(Your assignment) Write out again each line of the material below, unchanged, from the first one to the line that holds "The concrete hosted".

--------------------

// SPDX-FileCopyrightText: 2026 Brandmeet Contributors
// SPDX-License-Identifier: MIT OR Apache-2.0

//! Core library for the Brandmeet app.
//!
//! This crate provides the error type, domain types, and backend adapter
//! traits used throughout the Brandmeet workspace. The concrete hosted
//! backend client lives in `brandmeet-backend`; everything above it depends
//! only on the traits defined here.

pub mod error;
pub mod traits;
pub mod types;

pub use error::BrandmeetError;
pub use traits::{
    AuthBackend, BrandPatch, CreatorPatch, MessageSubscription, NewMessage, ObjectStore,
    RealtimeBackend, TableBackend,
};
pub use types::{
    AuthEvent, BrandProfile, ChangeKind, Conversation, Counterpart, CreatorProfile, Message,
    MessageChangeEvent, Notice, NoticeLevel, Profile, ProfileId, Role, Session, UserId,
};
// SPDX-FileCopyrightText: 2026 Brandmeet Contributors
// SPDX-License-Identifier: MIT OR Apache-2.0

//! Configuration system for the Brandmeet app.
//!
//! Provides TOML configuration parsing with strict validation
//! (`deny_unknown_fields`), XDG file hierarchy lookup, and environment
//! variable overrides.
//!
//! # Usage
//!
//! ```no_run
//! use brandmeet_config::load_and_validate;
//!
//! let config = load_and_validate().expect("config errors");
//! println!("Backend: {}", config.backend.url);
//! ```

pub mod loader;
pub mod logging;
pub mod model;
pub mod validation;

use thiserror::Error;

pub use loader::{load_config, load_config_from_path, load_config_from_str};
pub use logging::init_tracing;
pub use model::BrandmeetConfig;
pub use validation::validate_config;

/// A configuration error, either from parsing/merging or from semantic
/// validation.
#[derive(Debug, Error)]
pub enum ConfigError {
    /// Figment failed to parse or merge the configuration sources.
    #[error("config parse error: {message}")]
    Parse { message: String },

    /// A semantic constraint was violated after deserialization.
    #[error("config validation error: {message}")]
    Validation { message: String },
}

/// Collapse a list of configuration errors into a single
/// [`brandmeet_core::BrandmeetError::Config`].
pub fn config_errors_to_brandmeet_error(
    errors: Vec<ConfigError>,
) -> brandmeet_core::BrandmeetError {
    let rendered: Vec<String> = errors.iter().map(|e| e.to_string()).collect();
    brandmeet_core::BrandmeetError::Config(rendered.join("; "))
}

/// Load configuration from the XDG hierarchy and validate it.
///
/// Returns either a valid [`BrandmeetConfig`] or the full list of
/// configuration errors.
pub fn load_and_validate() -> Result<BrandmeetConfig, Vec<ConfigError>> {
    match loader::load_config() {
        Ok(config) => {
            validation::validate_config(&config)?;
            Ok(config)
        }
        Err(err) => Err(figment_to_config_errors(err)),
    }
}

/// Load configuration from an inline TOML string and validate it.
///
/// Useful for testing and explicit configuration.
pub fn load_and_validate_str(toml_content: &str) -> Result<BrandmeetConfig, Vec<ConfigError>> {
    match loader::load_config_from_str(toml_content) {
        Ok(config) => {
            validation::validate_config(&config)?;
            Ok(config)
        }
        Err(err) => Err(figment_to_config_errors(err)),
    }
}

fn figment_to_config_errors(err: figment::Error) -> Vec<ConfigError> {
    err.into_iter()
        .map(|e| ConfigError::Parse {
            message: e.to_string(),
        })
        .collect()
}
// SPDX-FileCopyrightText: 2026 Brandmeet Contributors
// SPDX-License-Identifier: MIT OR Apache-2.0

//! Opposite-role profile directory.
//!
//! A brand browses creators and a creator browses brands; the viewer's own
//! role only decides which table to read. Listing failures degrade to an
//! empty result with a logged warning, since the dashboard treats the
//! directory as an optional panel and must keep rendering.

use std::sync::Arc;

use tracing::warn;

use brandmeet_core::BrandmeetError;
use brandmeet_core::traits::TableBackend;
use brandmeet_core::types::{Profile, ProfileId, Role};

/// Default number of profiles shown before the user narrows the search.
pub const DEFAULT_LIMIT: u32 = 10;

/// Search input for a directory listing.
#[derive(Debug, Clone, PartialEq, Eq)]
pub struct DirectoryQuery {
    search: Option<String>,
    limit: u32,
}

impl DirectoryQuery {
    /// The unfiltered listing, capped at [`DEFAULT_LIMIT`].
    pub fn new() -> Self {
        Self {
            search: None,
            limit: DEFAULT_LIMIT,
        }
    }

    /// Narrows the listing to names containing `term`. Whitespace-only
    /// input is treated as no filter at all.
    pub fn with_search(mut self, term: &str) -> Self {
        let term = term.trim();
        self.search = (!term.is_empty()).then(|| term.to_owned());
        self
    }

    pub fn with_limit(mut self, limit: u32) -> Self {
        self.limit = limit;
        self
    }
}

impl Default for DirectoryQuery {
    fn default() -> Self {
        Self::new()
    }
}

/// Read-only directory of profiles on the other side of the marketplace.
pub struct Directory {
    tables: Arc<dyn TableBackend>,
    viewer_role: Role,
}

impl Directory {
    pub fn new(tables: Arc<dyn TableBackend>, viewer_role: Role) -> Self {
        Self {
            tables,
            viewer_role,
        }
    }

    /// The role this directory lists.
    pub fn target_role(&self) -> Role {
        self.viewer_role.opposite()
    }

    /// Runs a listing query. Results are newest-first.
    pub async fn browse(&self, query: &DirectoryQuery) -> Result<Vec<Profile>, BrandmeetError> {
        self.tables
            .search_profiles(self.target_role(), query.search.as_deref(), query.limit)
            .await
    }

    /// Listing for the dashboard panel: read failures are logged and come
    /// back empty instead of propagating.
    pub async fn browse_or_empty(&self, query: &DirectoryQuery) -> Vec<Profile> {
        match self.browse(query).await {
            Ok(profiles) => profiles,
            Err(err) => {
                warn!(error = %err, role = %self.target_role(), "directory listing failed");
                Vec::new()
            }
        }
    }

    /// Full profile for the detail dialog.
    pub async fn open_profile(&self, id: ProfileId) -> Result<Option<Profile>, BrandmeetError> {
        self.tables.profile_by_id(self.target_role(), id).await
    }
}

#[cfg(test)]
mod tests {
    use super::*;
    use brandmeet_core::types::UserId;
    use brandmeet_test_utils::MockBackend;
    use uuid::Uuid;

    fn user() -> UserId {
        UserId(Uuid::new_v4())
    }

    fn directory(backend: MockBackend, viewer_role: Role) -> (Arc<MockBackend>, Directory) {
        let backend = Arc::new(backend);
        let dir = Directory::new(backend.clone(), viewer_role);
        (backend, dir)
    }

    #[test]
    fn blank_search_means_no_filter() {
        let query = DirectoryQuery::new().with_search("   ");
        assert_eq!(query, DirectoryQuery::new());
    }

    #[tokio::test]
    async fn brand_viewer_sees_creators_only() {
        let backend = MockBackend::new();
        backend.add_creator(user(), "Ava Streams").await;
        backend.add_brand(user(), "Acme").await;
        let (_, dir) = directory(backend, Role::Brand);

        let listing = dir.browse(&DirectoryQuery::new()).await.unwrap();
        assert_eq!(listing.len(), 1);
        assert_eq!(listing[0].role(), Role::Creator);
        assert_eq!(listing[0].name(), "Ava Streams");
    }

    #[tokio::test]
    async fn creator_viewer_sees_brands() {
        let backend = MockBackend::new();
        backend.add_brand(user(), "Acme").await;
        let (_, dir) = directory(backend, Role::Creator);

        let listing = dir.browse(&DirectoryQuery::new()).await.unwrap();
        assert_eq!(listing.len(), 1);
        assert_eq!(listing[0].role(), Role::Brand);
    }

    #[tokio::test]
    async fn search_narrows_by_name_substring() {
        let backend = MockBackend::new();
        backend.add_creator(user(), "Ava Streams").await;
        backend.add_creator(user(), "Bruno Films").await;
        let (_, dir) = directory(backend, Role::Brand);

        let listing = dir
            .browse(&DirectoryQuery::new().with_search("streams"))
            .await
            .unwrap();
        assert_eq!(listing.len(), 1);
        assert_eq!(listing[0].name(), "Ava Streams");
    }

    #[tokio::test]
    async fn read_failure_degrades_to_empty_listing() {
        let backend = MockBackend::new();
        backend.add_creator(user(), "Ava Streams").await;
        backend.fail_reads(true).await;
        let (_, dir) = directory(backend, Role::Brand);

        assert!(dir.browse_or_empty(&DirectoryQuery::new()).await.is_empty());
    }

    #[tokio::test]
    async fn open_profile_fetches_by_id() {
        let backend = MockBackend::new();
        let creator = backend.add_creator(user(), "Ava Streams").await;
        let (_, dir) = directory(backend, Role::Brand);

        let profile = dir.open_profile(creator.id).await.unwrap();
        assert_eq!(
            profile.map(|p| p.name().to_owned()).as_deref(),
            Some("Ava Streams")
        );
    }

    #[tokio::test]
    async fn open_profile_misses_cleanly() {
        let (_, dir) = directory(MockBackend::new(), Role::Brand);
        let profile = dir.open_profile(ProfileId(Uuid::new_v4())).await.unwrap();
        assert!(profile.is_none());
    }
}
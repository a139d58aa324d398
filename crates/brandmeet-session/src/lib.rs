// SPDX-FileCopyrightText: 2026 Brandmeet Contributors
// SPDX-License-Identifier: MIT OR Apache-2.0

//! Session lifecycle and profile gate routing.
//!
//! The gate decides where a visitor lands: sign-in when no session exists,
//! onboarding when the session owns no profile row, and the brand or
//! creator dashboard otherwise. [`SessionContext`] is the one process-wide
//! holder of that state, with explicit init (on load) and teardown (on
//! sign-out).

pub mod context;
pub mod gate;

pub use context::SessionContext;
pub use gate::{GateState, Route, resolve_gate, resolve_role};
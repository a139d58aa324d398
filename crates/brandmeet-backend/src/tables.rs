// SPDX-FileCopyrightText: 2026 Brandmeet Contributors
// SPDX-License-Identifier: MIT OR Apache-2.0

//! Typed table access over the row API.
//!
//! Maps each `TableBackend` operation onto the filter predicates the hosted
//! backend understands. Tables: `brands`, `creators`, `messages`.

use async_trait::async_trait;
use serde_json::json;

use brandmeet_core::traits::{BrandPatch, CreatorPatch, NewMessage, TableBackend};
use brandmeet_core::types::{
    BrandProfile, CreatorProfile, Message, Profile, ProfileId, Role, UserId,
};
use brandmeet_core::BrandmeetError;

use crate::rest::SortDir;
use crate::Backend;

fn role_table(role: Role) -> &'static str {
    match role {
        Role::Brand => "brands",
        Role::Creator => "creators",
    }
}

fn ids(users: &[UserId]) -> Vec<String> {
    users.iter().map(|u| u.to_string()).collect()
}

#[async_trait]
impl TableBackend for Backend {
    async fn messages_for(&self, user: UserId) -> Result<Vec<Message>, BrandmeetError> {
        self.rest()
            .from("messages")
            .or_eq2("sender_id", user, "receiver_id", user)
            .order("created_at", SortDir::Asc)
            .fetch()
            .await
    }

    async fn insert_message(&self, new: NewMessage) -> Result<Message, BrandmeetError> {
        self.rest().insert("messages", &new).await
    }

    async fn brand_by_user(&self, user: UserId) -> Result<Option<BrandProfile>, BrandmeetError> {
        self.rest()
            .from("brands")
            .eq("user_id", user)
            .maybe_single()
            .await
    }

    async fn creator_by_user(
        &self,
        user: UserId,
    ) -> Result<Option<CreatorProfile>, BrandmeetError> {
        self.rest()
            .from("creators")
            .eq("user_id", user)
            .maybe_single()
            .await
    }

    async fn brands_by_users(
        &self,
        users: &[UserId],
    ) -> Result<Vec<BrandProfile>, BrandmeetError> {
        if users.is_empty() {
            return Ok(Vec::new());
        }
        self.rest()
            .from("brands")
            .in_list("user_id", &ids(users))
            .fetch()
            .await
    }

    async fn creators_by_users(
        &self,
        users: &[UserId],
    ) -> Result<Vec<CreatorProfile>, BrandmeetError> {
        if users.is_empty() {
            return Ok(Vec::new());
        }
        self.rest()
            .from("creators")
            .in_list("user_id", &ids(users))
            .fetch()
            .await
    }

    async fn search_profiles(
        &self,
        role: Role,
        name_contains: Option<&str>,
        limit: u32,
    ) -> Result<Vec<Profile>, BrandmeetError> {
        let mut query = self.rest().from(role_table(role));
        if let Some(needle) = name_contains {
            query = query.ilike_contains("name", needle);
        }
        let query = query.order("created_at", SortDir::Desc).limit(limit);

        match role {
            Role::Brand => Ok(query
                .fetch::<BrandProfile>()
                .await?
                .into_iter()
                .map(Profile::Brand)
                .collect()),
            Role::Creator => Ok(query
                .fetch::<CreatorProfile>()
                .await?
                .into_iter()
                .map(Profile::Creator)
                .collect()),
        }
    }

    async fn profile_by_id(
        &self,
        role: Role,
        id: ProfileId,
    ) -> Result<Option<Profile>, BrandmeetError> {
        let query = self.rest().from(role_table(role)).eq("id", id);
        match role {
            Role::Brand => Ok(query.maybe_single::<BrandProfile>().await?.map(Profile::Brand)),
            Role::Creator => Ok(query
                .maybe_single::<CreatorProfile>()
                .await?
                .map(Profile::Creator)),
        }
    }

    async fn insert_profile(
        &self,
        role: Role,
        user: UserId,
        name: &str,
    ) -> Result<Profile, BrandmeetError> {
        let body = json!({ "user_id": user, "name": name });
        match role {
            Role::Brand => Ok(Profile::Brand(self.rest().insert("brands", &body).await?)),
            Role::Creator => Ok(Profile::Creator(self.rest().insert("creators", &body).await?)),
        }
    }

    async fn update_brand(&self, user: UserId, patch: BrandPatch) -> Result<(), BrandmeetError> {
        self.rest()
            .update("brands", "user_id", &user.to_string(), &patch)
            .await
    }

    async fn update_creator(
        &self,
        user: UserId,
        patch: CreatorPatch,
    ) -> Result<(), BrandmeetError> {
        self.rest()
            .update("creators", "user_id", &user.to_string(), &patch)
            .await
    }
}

--------------------

(Answer for this exercise)
// SPDX-FileCopyrightText: 2026 Brandmeet Contributors
// SPDX-License-Identifier: MIT OR Apache-2.0

//! Core library for the Brandmeet app.
//!
//! This crate provides the error type, domain types, and backend adapter
//! traits used throughout the Brandmeet workspace. The concrete hosted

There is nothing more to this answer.